[Opening Supplied records section]

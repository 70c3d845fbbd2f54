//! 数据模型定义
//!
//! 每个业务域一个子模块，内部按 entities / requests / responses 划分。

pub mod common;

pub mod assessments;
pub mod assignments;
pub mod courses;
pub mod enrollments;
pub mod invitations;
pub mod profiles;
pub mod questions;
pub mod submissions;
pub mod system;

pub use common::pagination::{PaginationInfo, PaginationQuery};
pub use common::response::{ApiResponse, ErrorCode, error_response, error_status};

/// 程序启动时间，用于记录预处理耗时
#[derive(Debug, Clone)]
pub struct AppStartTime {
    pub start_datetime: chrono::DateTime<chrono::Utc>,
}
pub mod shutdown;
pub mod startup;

[Closing Supplied records section]

■ Aim of the exercise ■
Find the word "common" in the entries, then copy out every line that has it.

■ Response ■
pub mod common;
pub use common::pagination::{PaginationInfo, PaginationQuery};
pub use common::response::{ApiResponse, ErrorCode, error_response, error_status};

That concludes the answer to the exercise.